In these populations altruism evolves if, for individuals, the social benefit of living next to others outweighs the costs of competing against them.
Traditionally, population modellers have assumed that the direct benefits and costs of social interactions affect the ability to produce offspring (the fecundity). In natural populations, however, social interactions may also affect survival.
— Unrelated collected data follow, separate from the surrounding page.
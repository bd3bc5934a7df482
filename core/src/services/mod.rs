//! Business services containing domain logic and use cases.

pub mod auth;
pub mod clock;
pub mod token;

// Re-export commonly used types
pub use auth::{AdmissionControl, AuthService, AuthServiceConfig, PasswordVerifier, TokenBucketLimiter};
pub use clock::{Clock, ManualClock, SystemClock};
pub use token::{
    extract_bearer_token, normalize_token, token_identity, CleanupConfig, CleanupHandle,
    CleanupResult, CleanupScheduler, IntervalTicker, Ticker, TokenService, TokenServiceConfig,
};
//! Domain entities representing core business objects.

pub mod principal;
pub mod token;
pub mod user;

// Re-export commonly used types
pub use principal::{Identity, Principal};
pub use token::{
    identity_prefix, ClaimValue, Claims, ExtraClaims, RevocationRecord, TokenClass, TokenPair,
    RESERVED_CLAIMS,
};
pub use user::{Role, User};
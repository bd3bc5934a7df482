//! Authenticated principal and the identity capability consumed by role checks.

use chrono::{DateTime, Utc};
use serde::{Deserialize, Serialize};
use std::collections::BTreeSet;

use super::token::{Claims, ExtraClaims, TokenClass};
use super::user::{Role, User};

/// What role-consuming code needs to know about a caller
pub trait Identity {
    fn subject(&self) -> &str;

    fn roles(&self) -> &BTreeSet<Role>;

    fn has_role(&self, role: Role) -> bool {
        self.roles().contains(&role)
    }

    fn has_any_role(&self, roles: &[Role]) -> bool {
        roles.iter().any(|role| self.has_role(*role))
    }
}

/// Caller resolved from a validated token
#[derive(Debug, Clone, PartialEq, Serialize, Deserialize)]
pub struct Principal {
    pub subject: String,
    pub roles: BTreeSet<Role>,
    pub token_class: TokenClass,
    pub expires_at: DateTime<Utc>,
    pub extra: ExtraClaims,
}

impl Principal {
    pub fn username(&self) -> Option<&str> {
        self.extra.get("username").and_then(|v| v.as_str())
    }
}

impl From<Claims> for Principal {
    fn from(claims: Claims) -> Self {
        let expires_at = claims.expires_at();
        Self {
            subject: claims.sub,
            roles: claims.roles,
            token_class: claims.token_type,
            expires_at,
            extra: claims.extra,
        }
    }
}

impl Identity for Principal {
    fn subject(&self) -> &str {
        &self.subject
    }

    fn roles(&self) -> &BTreeSet<Role> {
        &self.roles
    }
}

impl Identity for User {
    fn subject(&self) -> &str {
        &self.email
    }

    fn roles(&self) -> &BTreeSet<Role> {
        &self.roles
    }
}

#[cfg(test)]
mod tests {
    use super::*;

    fn editor_claims() -> Claims {
        let mut extra = ExtraClaims::new();
        extra.insert("username".to_string(), "ed".into());
        Claims {
            sub: "ed@example.com".to_string(),
            iat: 1_000,
            exp: 1_900,
            jti: "j".to_string(),
            token_type: TokenClass::Access,
            roles: BTreeSet::from([Role::Editor, Role::BasicUser]),
            extra,
        }
    }

    #[test]
    fn test_principal_from_claims() {
        let principal = Principal::from(editor_claims());
        assert_eq!(principal.subject(), "ed@example.com");
        assert_eq!(principal.username(), Some("ed"));
        assert_eq!(principal.expires_at.timestamp(), 1_900);
        assert!(principal.has_role(Role::Editor));
        assert!(!principal.has_role(Role::Administrator));
        assert!(principal.has_any_role(&[Role::Administrator, Role::BasicUser]));
        assert!(!principal.has_any_role(&[]));
    }

    #[test]
    fn test_user_identity() {
        let user = User::new(
            "admin".to_string(),
            "admin@example.com".to_string(),
            String::new(),
            BTreeSet::from([Role::Administrator]),
            Utc::now(),
        );
        assert_eq!(Identity::subject(&user), "admin@example.com");
        assert!(user.has_role(Role::Administrator));
    }
}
Dr Débarre and her collaborators combined these two features in their model, which revealed new insights. It turns out that helping your neighbours reproduce more or helping them live for longer does not have the same indirect consequences on your own fitness. These indirect consequences are crucial, and determine which type of social behaviour (helping, harming or doing nothing) can evolve.
When competition is fierce because space is so limited that an individual can only reproduce after some space has been freed up by the death of a neighbour, the researcher's results show that the social behaviours that are most advantageous are the ones in which individuals make their neighbours die sooner but at the same time help them reproduce. In other terms, the interaction is spiteful when it comes to survival, but altruistic on fecundity.
Dr Débarre, who is based at the University of Exeter's Penryn Campus in Cornwall, said: "In structured populations, social behaviour evolves if, for social individuals, the net social benefit of living next to other social individuals outweighs the costs of competing against them. We show that the latter depends on the way the population is updated, the type of social game that is played, and on how social interactions affect individual fertility and survival.
"There are ongoing and sometimes very heated debates on which mechanisms favour the evolution of social behaviour. Our mathematical framework also aims at reconciling these different approaches, and shows that they mainly correspond to different viewpoints of the same questions, depending on if we want to give explanations in terms of who is giving benefits to others, or who is receiving benefits."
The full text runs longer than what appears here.